## SOURCE RECORDS
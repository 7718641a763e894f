/**
 * shared.rs
 * Thread-safe handle to a LotManager
 *
 * Free queues and the occupied index change together on allocate and
 * release, so every operation runs under one mutex.
 */

use std::sync::{Arc, Mutex, MutexGuard};

use super::manager::LotManager;
use super::types::{Slot, SlotId, SlotInfo, StatusReport, Vehicle};
use crate::errors::{LotError, Result};

/// Clone-able handle; all clones see the same lot
#[derive(Debug, Clone)]
pub struct SharedLot {
    inner: Arc<Mutex<LotManager>>,
}

impl SharedLot {
    pub fn new(manager: LotManager) -> Self {
        SharedLot {
            inner: Arc::new(Mutex::new(manager)),
        }
    }

    fn lock(&self) -> Result<MutexGuard<'_, LotManager>> {
        self.inner.lock().map_err(|_| LotError::LockPoisoned)
    }

    pub fn register_slot(&self, slot: Slot) -> Result<()> {
        self.lock()?.register_slot(slot)
    }

    pub fn allocate(&self, vehicle: &Vehicle) -> Result<SlotId> {
        self.lock()?.allocate(vehicle)
    }

    pub fn release(&self, slot_id: &str) -> Result<String> {
        self.lock()?.release(slot_id)
    }

    pub fn status(&self) -> Result<StatusReport> {
        Ok(self.lock()?.status())
    }

    pub fn find(&self, vehicle_id: &str) -> Result<SlotInfo> {
        self.lock()?.find(vehicle_id)
    }

    /// Run a read-only closure against a consistent view of the lot
    pub fn with<R>(&self, f: impl FnOnce(&LotManager) -> R) -> Result<R> {
        let guard = self.lock()?;
        Ok(f(&guard))
    }
}

impl From<LotManager> for SharedLot {
    fn from(manager: LotManager) -> Self {
        SharedLot::new(manager)
    }
}
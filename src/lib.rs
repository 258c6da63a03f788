//! Safety-gated tar/gzip/zlib archive extraction.

pub mod checksum;
pub mod cli;
pub mod container;
pub mod error;
pub mod extract;
pub mod platform;
pub mod security;
pub mod tar;

pub use container::{Container, FramedReader, ProgressRead, RawSource};
pub use error::{Context, ErrorKind, ExtractError, Result};
pub use extract::{AbortSignal, ExtractConfig, ExtractOptions, ExtractionResult, Extractor, Warning};
pub use security::{SafePath, SecurityPolicy, SymlinkPolicy};
pub use tar::{ArchiveReader, Entry, Kind};

use std::io::Read;

/// Wraps `source` for tar-reading, peeking its first two bytes to decide
/// whether it is a raw tar stream, a gzip frame, or a zlib frame.
///
/// This is the one place outside the CLI that stitches C2 (the framed
/// decompressor) and C4 (the archive reader) together over an arbitrary
/// `Read` source; embedders who already know their container can construct
/// an `ArchiveReader` directly instead.
pub fn open_archive<R: Read + 'static>(
    mut source: R,
    max_decompressed_size: u64,
    context: Context,
) -> Result<ArchiveReader<Box<dyn ProgressRead>>> {
    let mut magic = [0u8; 2];
    let mut filled = 0usize;
    while filled < 2 {
        let n = source.read(&mut magic[filled..]).map_err(|e| {
            ExtractError::io(ErrorKind::ReadError, context.clone(), e)
        })?;
        if n == 0 {
            break;
        }
        filled += n;
    }

    let prefix = std::io::Cursor::new(magic[..filled].to_vec()).chain(source);

    let boxed: Box<dyn ProgressRead> = if filled == 2 {
        match Container::identify(magic) {
            Some(container) => Box::new(FramedReader::open(
                prefix,
                container,
                max_decompressed_size,
                context.clone(),
            )?),
            None => Box::new(RawSource::new(prefix)),
        }
    } else {
        Box::new(RawSource::new(prefix))
    };

    Ok(ArchiveReader::new(boxed, context))
}
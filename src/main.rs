//! Binary entry point for the `tarx` command-line tool.
//!
//! Parses arguments with [`tarx::cli`], wires stdin/file archive sources
//! into [`tarx::open_archive`], and dispatches to the library's extractor or
//! a direct archive-reader walk for `list`/`test`. All decision-making
//! (security policy, ceilings, path handling) lives in the library; this
//! file only does process-boundary things: argv, stdio, exit codes.

use std::fs::File;
use std::io::{self, Read};
use std::path::Path;

use clap::Parser;
use tracing_subscriber::EnvFilter;

use tarx::cli::{exit_code_for_result, Cli, Command, ExtractArgs, ListArgs, TestArgs, STDIN_SENTINEL};
use tarx::{open_archive, Context, Extractor};

fn main() {
    let cli = Cli::parse();
    init_logging(&cli);

    let exit_code = run(cli);
    std::process::exit(exit_code);
}

fn init_logging(cli: &Cli) {
    let default_level = match verbosity(cli) {
        0 => "warn",
        1 => "info",
        2 => "debug",
        _ => "trace",
    };
    let filter = EnvFilter::try_from_default_env().unwrap_or_else(|_| EnvFilter::new(default_level));
    tracing_subscriber::fmt()
        .with_env_filter(filter)
        .with_writer(io::stderr)
        .init();
}

fn verbosity(cli: &Cli) -> u8 {
    match &cli.command {
        Command::Extract(args) => args.verbose,
        Command::List(_) | Command::Test(_) => 0,
    }
}

fn run(cli: Cli) -> i32 {
    match cli.command {
        Command::Extract(args) => run_extract(args),
        Command::List(args) => run_list(args),
        Command::Test(args) => run_test(args),
    }
}

/// Opens `archive` for reading, treating [`STDIN_SENTINEL`] as a request to
/// read from standard input instead of a named file.
fn open_input(archive: &Path) -> io::Result<Box<dyn Read>> {
    if archive.as_os_str() == STDIN_SENTINEL {
        Ok(Box::new(io::stdin()))
    } else {
        Ok(Box::new(File::open(archive)?))
    }
}

fn run_extract(args: ExtractArgs) -> i32 {
    let config = args.build_config();
    let context = Context::new().with_archive(args.archive.display().to_string());

    let source = match open_input(&args.archive) {
        Ok(s) => s,
        Err(e) => {
            eprintln!("tarx: {}: {e}", args.archive.display());
            return tarx::ErrorKind::FileNotFound.exit_code();
        }
    };

    let reader = match open_archive(source, config.max_decompressed_size, context.clone()) {
        Ok(r) => r,
        Err(e) => {
            eprintln!("tarx: {e}");
            return e.exit_code();
        }
    };

    let mut extractor = Extractor::new(reader, &args.destination, config).with_archive_context(context);

    match extractor.run() {
        Ok(result) => {
            println!(
                "{} extracted, {} failed, {} bytes written",
                result.succeeded, result.failed, result.total_bytes
            );
            for warning in &result.warnings {
                eprintln!("tarx: warning: {} [{:?}]: {}", warning.entry_path, warning.kind, warning.message);
            }
            exit_code_for_result(&result)
        }
        Err(e) => {
            eprintln!("tarx: {e}");
            e.exit_code()
        }
    }
}

fn run_list(args: ListArgs) -> i32 {
    let context = Context::new().with_archive(args.archive.display().to_string());

    let source = match open_input(&args.archive) {
        Ok(s) => s,
        Err(e) => {
            eprintln!("tarx: {}: {e}", args.archive.display());
            return tarx::ErrorKind::FileNotFound.exit_code();
        }
    };

    let mut reader = match open_archive(source, tarx::container::DEFAULT_MAX_DECOMPRESSED_SIZE, context) {
        Ok(r) => r,
        Err(e) => {
            eprintln!("tarx: {e}");
            return e.exit_code();
        }
    };

    loop {
        match reader.next() {
            Ok(Some(entry)) => {
                println!("{:>12} {:o} {}", entry.size, entry.mode, entry.path);
            }
            Ok(None) => return 0,
            Err(e) => {
                eprintln!("tarx: {e}");
                return e.exit_code();
            }
        }
    }
}

fn run_test(args: TestArgs) -> i32 {
    let context = Context::new().with_archive(args.archive.display().to_string());

    let source = match open_input(&args.archive) {
        Ok(s) => s,
        Err(e) => {
            eprintln!("tarx: {}: {e}", args.archive.display());
            return tarx::ErrorKind::FileNotFound.exit_code();
        }
    };

    let mut reader = match open_archive(source, tarx::container::DEFAULT_MAX_DECOMPRESSED_SIZE, context) {
        Ok(r) => r,
        Err(e) => {
            eprintln!("tarx: {e}");
            return e.exit_code();
        }
    };

    let mut buf = [0u8; 64 * 1024];
    let mut entries = 0u64;
    loop {
        match reader.next() {
            Ok(Some(entry)) => {
                entries += 1;
                let mut remaining = entry.size;
                while remaining > 0 {
                    let want = remaining.min(buf.len() as u64) as usize;
                    match reader.read(&mut buf[..want]) {
                        Ok(0) => {
                            eprintln!("tarx: {} is truncated", entry.path);
                            return tarx::ErrorKind::IncompleteArchive.exit_code();
                        }
                        Ok(n) => remaining -= n as u64,
                        Err(e) => {
                            eprintln!("tarx: {e}");
                            return e.exit_code();
                        }
                    }
                }
            }
            Ok(None) => break,
            Err(e) => {
                eprintln!("tarx: {e}");
                return e.exit_code();
            }
        }
    }

    println!("{entries} entries OK");
    0
}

## PROBLEM DESCRIPTION
Examine the records and report how many lines contain the string "impl". Only the number should be given.

## TASK SOLUTION
3